I knew it would be important for Spencer to be in on this decision making so we've talked a lot about it. I know I may be projecting some of my childhood issues onto him ...and with that here goes my little side note.....When I was very young, maybe 3 or 4, (I know it was that early because we moved to Wyoming when I was 5 and this happens before that) I had a bunny. I think his name was simply 'Bunny'. One day he was gone. My parents told me that he went to live with the Easter Bunny and be his helper. I was a heartbroken little girl but tried to be happy that my bunny would be living with the Easter Bunny. Years later, I was perhaps 8 or 9, we were driving in my mom's van and along side of the road there was my bunny! He was the same golden color, hopping along happily, waiting for us to pick him up (or so I was thinking). But when I excitedly told my parents to pull over because there was my bunny and we needed to take him home they kind of laughed at me. Then continued to inform me that it could not be my bunny because the true fate my little bunny faced was this: We went on vacation. My older sister stayed home. She was supposed to take care of said bunny. She didn't. He died. My parents covered with the tricky "going to live with the Easter Bunny" story. I was very disillusioned. How could they have told me such a thing? We had no funeral!! I was crushed! And it caused me to question all sorts of things, like that crippled baby bird I had saved and tried to love back to health, did he really fly away to his family while I was at school?
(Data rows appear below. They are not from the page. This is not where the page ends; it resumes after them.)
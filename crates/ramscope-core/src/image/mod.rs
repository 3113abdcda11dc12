//! # Memory Image
//!
//! Read-only access to the captured physical RAM of the crashed system.
//!
//! A dump session consists of one or more binary segment files, each
//! covering a contiguous physical address range. The image keeps them
//! sorted by start address and answers range reads against whichever
//! segment contains the requested address. A read that falls into no
//! segment is a *hole*, reported as `None`; callers zero-fill or skip,
//! they do not treat it as an error.
//!
//! File handles are opened lazily on first access and stay open for the
//! session. Seek-then-read is not atomic, so the image is intentionally
//! not shareable across threads; the whole analysis runs single-threaded
//! over one immutable snapshot.

pub mod manifest;

use std::cell::RefCell;
use std::fs::File;
use std::io::{Read, Seek, SeekFrom};
use std::path::{Path, PathBuf};

use tracing::warn;

use crate::types::PhysAddr;

/// One contiguous physical-address range backed by a segment file.
///
/// Immutable after construction; the only interior state is the lazily
/// opened file handle.
#[derive(Debug)]
pub struct MemorySegment
{
    path: PathBuf,
    handle: RefCell<Option<File>>,
    start: u64,
    /// Inclusive end address (`start + file_size - 1`).
    end: u64,
    source: String,
}

impl MemorySegment
{
    pub fn new(path: PathBuf, start: u64, end: u64, source: String) -> Self
    {
        Self {
            path,
            handle: RefCell::new(None),
            start,
            end,
            source,
        }
    }

    pub fn start(&self) -> u64
    {
        self.start
    }

    pub fn end(&self) -> u64
    {
        self.end
    }

    pub fn source(&self) -> &str
    {
        &self.source
    }

    pub fn path(&self) -> &Path
    {
        &self.path
    }

    fn contains(&self, addr: u64) -> bool
    {
        addr >= self.start && addr <= self.end
    }

    /// Read up to `length` bytes starting at physical address `addr`.
    ///
    /// The caller guarantees `addr` lies inside this segment; the read is
    /// clamped at the end of the backing file, so it may come back short.
    fn read(&self, addr: u64, length: usize) -> Option<Vec<u8>>
    {
        let mut guard = self.handle.borrow_mut();
        if guard.is_none() {
            match File::open(&self.path) {
                Ok(file) => *guard = Some(file),
                Err(err) => {
                    warn!("could not open segment {}: {err}", self.path.display());
                    return None;
                }
            }
        }
        let file = guard.as_mut()?;

        let offset = addr - self.start;
        file.seek(SeekFrom::Start(offset)).ok()?;

        let mut buf = Vec::with_capacity(length);
        file.take(length as u64).read_to_end(&mut buf).ok()?;
        if buf.is_empty() {
            return None;
        }
        Some(buf)
    }
}

/// Ordered, immutable set of memory segments.
#[derive(Debug)]
pub struct MemoryImage
{
    segments: Vec<MemorySegment>,
}

impl MemoryImage
{
    /// Build an image from segments, sorting them ascending by start address.
    pub fn new(mut segments: Vec<MemorySegment>) -> Self
    {
        segments.sort_by_key(MemorySegment::start);
        Self { segments }
    }

    pub fn is_empty(&self) -> bool
    {
        self.segments.is_empty()
    }

    /// Read `length` bytes at a physical address.
    ///
    /// Locates the single segment whose range contains `addr`; returns
    /// `None` when no segment covers the start address. Reads never span
    /// two segments.
    pub fn read_physical(&self, addr: PhysAddr, length: usize) -> Option<Vec<u8>>
    {
        let addr = addr.value();
        let idx = self.segments.partition_point(|seg| seg.start <= addr);
        if idx == 0 {
            return None;
        }
        let segment = &self.segments[idx - 1];
        if !segment.contains(addr) {
            return None;
        }
        segment.read(addr, length)
    }

    /// All `(start, end, source)` triples, for bounds checking ahead of
    /// direct reads.
    pub fn extents(&self) -> Vec<(PhysAddr, PhysAddr, &str)>
    {
        self.segments
            .iter()
            .map(|seg| (PhysAddr::new(seg.start), PhysAddr::new(seg.end), seg.source.as_str()))
            .collect()
    }

    /// Lowest start address across all segments.
    pub fn lowest_start(&self) -> Option<u64>
    {
        self.segments.first().map(MemorySegment::start)
    }

    /// Physical span `[base, end]` covered by DDR segments.
    ///
    /// DDR segments are what the kernel image itself is loaded into, so
    /// they are prioritized when deriving the base physical offset.
    pub fn ddr_bounds(&self) -> Option<(u64, u64)>
    {
        let mut base: Option<u64> = None;
        let mut end: Option<u64> = None;
        for seg in &self.segments {
            if !seg.source.to_ascii_uppercase().contains("DDR") {
                continue;
            }
            base = Some(base.map_or(seg.start, |b| b.min(seg.start)));
            end = Some(end.map_or(seg.end, |e| e.max(seg.end)));
        }
        Some((base?, end?))
    }

    /// Base physical offset for the session: the lowest DDR segment start,
    /// falling back to the lowest segment start for dumps without DDR
    /// naming.
    pub fn base_phys_offset(&self) -> Option<u64>
    {
        self.ddr_bounds().map(|(base, _)| base).or_else(|| self.lowest_start())
    }
}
And later, when my beloved cat Muffy disappeared did my parents really not know where she was? (On this one I have to say that my mom, even recently, swears that if she did know what happened to Muffy she would tell me~~so don't worry Mom, I know you are not keeping her fate from me to spare my feelings...right?)
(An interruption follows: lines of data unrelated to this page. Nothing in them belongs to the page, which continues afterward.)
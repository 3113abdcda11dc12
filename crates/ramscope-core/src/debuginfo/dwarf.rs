//! vmlinux-backed [`DebugInfo`] provider.
//!
//! Parses the ELF once up front (symbol map plus the debug and allocated
//! data sections) and answers layout queries by walking the DWARF DIE tree
//! on demand. Type layouts are cached per name; negative results are
//! cached too, since the analyses repeatedly probe for fields that simply
//! do not exist in a given build.

use std::borrow::Cow;
use std::cell::RefCell;
use std::collections::HashMap;
use std::fs;
use std::path::{Path, PathBuf};
use std::sync::Arc;

use gimli::{
    constants, AttributeValue, DebuggingInformationEntry, Dwarf, EndianArcSlice, Reader, RunTimeEndian, SectionId, Unit,
    UnitOffset,
};
use object::{Object, ObjectSection, ObjectSymbol};
use once_cell::unsync::OnceCell;
use tracing::debug;

use super::DebugInfo;
use crate::error::{AnalysisError, Result};
use crate::types::VirtAddr;

type OwnedReader = EndianArcSlice<RunTimeEndian>;
type OwnedDwarf = Dwarf<OwnedReader>;

const DWARF_SECTIONS: &[(&str, &[&str])] = &[
    (".debug_abbrev", &[".debug_abbrev"]),
    (".debug_addr", &[".debug_addr"]),
    (".debug_info", &[".debug_info"]),
    (".debug_line", &[".debug_line"]),
    (".debug_line_str", &[".debug_line_str"]),
    (".debug_ranges", &[".debug_ranges"]),
    (".debug_rnglists", &[".debug_rnglists"]),
    (".debug_str", &[".debug_str"]),
    (".debug_str_offsets", &[".debug_str_offsets"]),
    (".debug_types", &[".debug_types"]),
    (".debug_loc", &[".debug_loc"]),
    (".debug_loclists", &[".debug_loclists"]),
];

const MAX_TYPE_REF_DEPTH: usize = 8;

/// Extracted layout of one composite type.
struct TypeLayout
{
    size: Option<u64>,
    members: Vec<MemberLayout>,
}

struct MemberLayout
{
    name: Option<String>,
    type_name: Option<String>,
    offset: Option<u64>,
}

/// Section data that made it into the loaded image (for reading
/// initialized values like the version banner out of the file).
struct LoadedSection
{
    address: u64,
    data: Vec<u8>,
}

/// DWARF-backed debug metadata for one vmlinux.
pub struct DwarfInfo
{
    path: PathBuf,
    endian: RunTimeEndian,
    pointer_size: u64,
    symbols: HashMap<String, u64>,
    debug_sections: HashMap<&'static str, Arc<[u8]>>,
    loaded_sections: Vec<LoadedSection>,
    dwarf_cache: OnceCell<OwnedDwarf>,
    unit_cache: OnceCell<Vec<Unit<OwnedReader>>>,
    type_cache: RefCell<HashMap<String, Option<Arc<TypeLayout>>>>,
}

impl DwarfInfo
{
    /// Parse a vmlinux ELF and prepare the lookup caches.
    pub fn open(path: &Path) -> Result<Self>
    {
        let bytes = fs::read(path)?;
        let file = object::File::parse(&*bytes)
            .map_err(|err| AnalysisError::Setup(format!("failed to parse {}: {err}", path.display())))?;

        let endian = if file.is_little_endian() {
            RunTimeEndian::Little
        } else {
            RunTimeEndian::Big
        };
        let pointer_size = if file.is_64() { 8 } else { 4 };

        let mut symbols = HashMap::new();
        for sym in file.symbols() {
            if let Ok(name) = sym.name() {
                if !name.is_empty() {
                    symbols.insert(name.to_string(), sym.address());
                }
            }
        }

        let mut debug_sections = HashMap::new();
        for (canonical, aliases) in DWARF_SECTIONS {
            debug_sections.insert(*canonical, load_section_bytes(&file, aliases));
        }

        let mut loaded_sections = Vec::new();
        for section in file.sections() {
            if section.address() == 0 {
                continue;
            }
            let Ok(data) = section.uncompressed_data() else {
                continue;
            };
            if data.is_empty() {
                continue;
            }
            loaded_sections.push(LoadedSection {
                address: section.address(),
                data: data.into_owned(),
            });
        }

        Ok(Self {
            path: path.to_path_buf(),
            endian,
            pointer_size,
            symbols,
            debug_sections,
            loaded_sections,
            dwarf_cache: OnceCell::new(),
            unit_cache: OnceCell::new(),
            type_cache: RefCell::new(HashMap::new()),
        })
    }

    pub fn path(&self) -> &Path
    {
        &self.path
    }

    pub fn pointer_size(&self) -> u64
    {
        self.pointer_size
    }

    fn section_reader(&self, id: SectionId) -> OwnedReader
    {
        let data = self
            .debug_sections
            .get(id.name())
            .cloned()
            .unwrap_or_else(|| Arc::<[u8]>::from(Vec::new()));
        EndianArcSlice::new(data, self.endian)
    }

    fn dwarf(&self) -> Option<&OwnedDwarf>
    {
        self.dwarf_cache
            .get_or_try_init(|| Dwarf::load(|section| Ok::<_, gimli::Error>(self.section_reader(section))))
            .ok()
    }

    fn units(&self) -> &[Unit<OwnedReader>]
    {
        self.unit_cache.get_or_init(|| {
            let Some(dwarf) = self.dwarf() else {
                return Vec::new();
            };
            let mut units = Vec::new();
            let mut headers = dwarf.units();
            loop {
                match headers.next() {
                    Ok(Some(header)) => match dwarf.unit(header) {
                        Ok(unit) => units.push(unit),
                        Err(err) => debug!("skipping unparsable compilation unit: {err}"),
                    },
                    Ok(None) => break,
                    Err(err) => {
                        debug!("stopping unit iteration: {err}");
                        break;
                    }
                }
            }
            units
        })
    }

    /// Cached layout for a type name (the `struct `/`union ` prefix is
    /// accepted and ignored).
    fn layout_of(&self, type_name: &str) -> Option<Arc<TypeLayout>>
    {
        let bare = bare_type_name(type_name);
        if let Some(cached) = self.type_cache.borrow().get(bare) {
            return cached.clone();
        }
        let computed = self.extract_layout(bare);
        if computed.is_none() {
            debug!("no DWARF layout for {bare}");
        }
        self.type_cache
            .borrow_mut()
            .insert(bare.to_string(), computed.clone());
        computed
    }

    fn extract_layout(&self, bare: &str) -> Option<Arc<TypeLayout>>
    {
        for unit in self.units() {
            let mut cursor = unit.entries();
            while let Ok(Some((_delta, entry))) = cursor.next_dfs() {
                if !matches!(
                    entry.tag(),
                    constants::DW_TAG_structure_type | constants::DW_TAG_union_type | constants::DW_TAG_class_type
                ) {
                    continue;
                }
                if is_declaration(entry) {
                    continue;
                }
                let Some(name) = self.entry_name(unit, entry) else {
                    continue;
                };
                if name != bare {
                    continue;
                }
                let size = entry
                    .attr(constants::DW_AT_byte_size)
                    .ok()
                    .flatten()
                    .and_then(|attr| attr.udata_value());
                let members = self.collect_members(unit, entry.offset());
                return Some(Arc::new(TypeLayout { size, members }));
            }
        }
        None
    }

    fn collect_members(&self, unit: &Unit<OwnedReader>, offset: UnitOffset<usize>) -> Vec<MemberLayout>
    {
        let mut members = Vec::new();
        let Ok(mut tree) = unit.entries_tree(Some(offset)) else {
            return members;
        };
        let Ok(root) = tree.root() else {
            return members;
        };
        let mut children = root.children();
        while let Ok(Some(child)) = children.next() {
            let entry = child.entry();
            if entry.tag() != constants::DW_TAG_member {
                continue;
            }
            let offset = entry
                .attr(constants::DW_AT_data_member_location)
                .ok()
                .flatten()
                .and_then(|attr| attr.udata_value());
            let type_name = entry
                .attr(constants::DW_AT_type)
                .ok()
                .flatten()
                .and_then(|attr| self.type_name_of(unit, attr.value(), 0));
            members.push(MemberLayout {
                name: self.entry_name(unit, entry),
                type_name,
                offset,
            });
        }
        members
    }

    /// Resolve the name a type reference points at, chasing typedefs and
    /// qualifiers up to a small depth.
    fn type_name_of(&self, unit: &Unit<OwnedReader>, value: AttributeValue<OwnedReader>, depth: usize) -> Option<String>
    {
        if depth >= MAX_TYPE_REF_DEPTH {
            return None;
        }
        let AttributeValue::UnitRef(offset) = value else {
            return None;
        };
        let die = unit.entry(offset).ok()?;
        if let Some(name) = self.entry_name(unit, &die) {
            return Some(name);
        }
        let attr = die.attr(constants::DW_AT_type).ok().flatten()?;
        self.type_name_of(unit, attr.value(), depth + 1)
    }

    fn entry_name(&self, unit: &Unit<OwnedReader>, entry: &DebuggingInformationEntry<'_, '_, OwnedReader>)
        -> Option<String>
    {
        let attr = entry.attr(constants::DW_AT_name).ok().flatten()?;
        let reader = self.dwarf()?.attr_string(unit, attr.value()).ok()?;
        let text = reader.to_string_lossy().ok()?;
        Some(match text {
            Cow::Borrowed(s) => s.to_string(),
            Cow::Owned(s) => s,
        })
    }
}

impl DebugInfo for DwarfInfo
{
    fn address_of(&self, symbol: &str) -> Option<VirtAddr>
    {
        self.symbols.get(symbol).copied().map(VirtAddr::new)
    }

    fn size_of(&self, type_name: &str) -> Option<u64>
    {
        if type_name.trim_end().ends_with('*') {
            return Some(self.pointer_size);
        }
        self.layout_of(type_name)?.size
    }

    fn field_offset(&self, type_name: &str, field: &str) -> Option<u64>
    {
        let (head, rest) = match field.split_once('.') {
            Some((head, rest)) => (head, Some(rest)),
            None => (field, None),
        };

        let layout = self.layout_of(type_name)?;
        let member = layout
            .members
            .iter()
            .find(|member| member.name.as_deref() == Some(head))?;
        let offset = member.offset?;

        match rest {
            None => Some(offset),
            Some(rest) => {
                let inner = member.type_name.as_deref()?;
                Some(offset + self.field_offset(inner, rest)?)
            }
        }
    }

    fn string_value_of(&self, symbol: &str) -> Option<String>
    {
        let addr = *self.symbols.get(symbol)?;
        let section = self
            .loaded_sections
            .iter()
            .find(|sec| addr >= sec.address && addr < sec.address + sec.data.len() as u64)?;
        let start = (addr - section.address) as usize;
        let tail = &section.data[start..];
        let terminated = tail.split(|byte| *byte == 0).next()?;
        Some(String::from_utf8_lossy(terminated).into_owned())
    }
}

fn bare_type_name(type_name: &str) -> &str
{
    type_name
        .trim()
        .trim_start_matches("struct ")
        .trim_start_matches("union ")
        .trim()
}

fn is_declaration(entry: &DebuggingInformationEntry<'_, '_, OwnedReader>) -> bool
{
    entry
        .attr(constants::DW_AT_declaration)
        .ok()
        .flatten()
        .is_some_and(|attr| matches!(attr.value(), AttributeValue::Flag(true)))
}

fn load_section_bytes<'data>(file: &object::File<'data>, names: &[&str]) -> Arc<[u8]>
{
    for name in names {
        if let Some(section) = file.section_by_name(name) {
            if let Ok(data) = section.uncompressed_data() {
                return match data {
                    Cow::Borrowed(bytes) => Arc::<[u8]>::from(bytes.to_vec()),
                    Cow::Owned(vec) => vec.into(),
                };
            }
        }
    }
    Arc::<[u8]>::from(Vec::new())
}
Back to the subject at hand. Stripe. I knew he had to go and I wanted to be as honest with Spencer about it as possible (no "going to live with the Easter Bunny" here!) So we talked. Stripe has been mean to Rhino (the other male guinea pig) and we're afraid that he's going to kill him. Rhino happens to be Spencer's most beloved tiny creature and so in discussing our problem Spencer has finally agreed that we can find Stripe a new home. His first solution was for us to make another cage (I say us, I mean John) but I vetoed that idea because the thought of a third cage to clean is not in the cards! Yes it would be a third because the girls, Princess Ostrich and No Name, live in the second one. Stripe is now looking for a new place to live, and in the meantime he is in a makeshift cage we put together. So far no one is interested in adopting a mean guinea pig. Shocking isn't it that there is such a small market for such a creature? The only offer I've had is someone who wants to feed him to their pet boa. I turned it down. Hey, I don't want him but after caring for him for the past couple of months I just can't bring myself to feed him to the snake. (I'll note here that even the goldfish that we get to feed to Timely, our turtle, get 'rescued' and put in the fish tank in Spencer's room if Timely isn't quick enough at dinner time that week).
Maybe I'll just give Stripe to nieces Deja & Darien. Then when he 'disappears' it can be in Charlotte's hands to explain how "He went to live with the Easter Bunny". Because as parents sometimes we do what we can to protect those tender little hearts.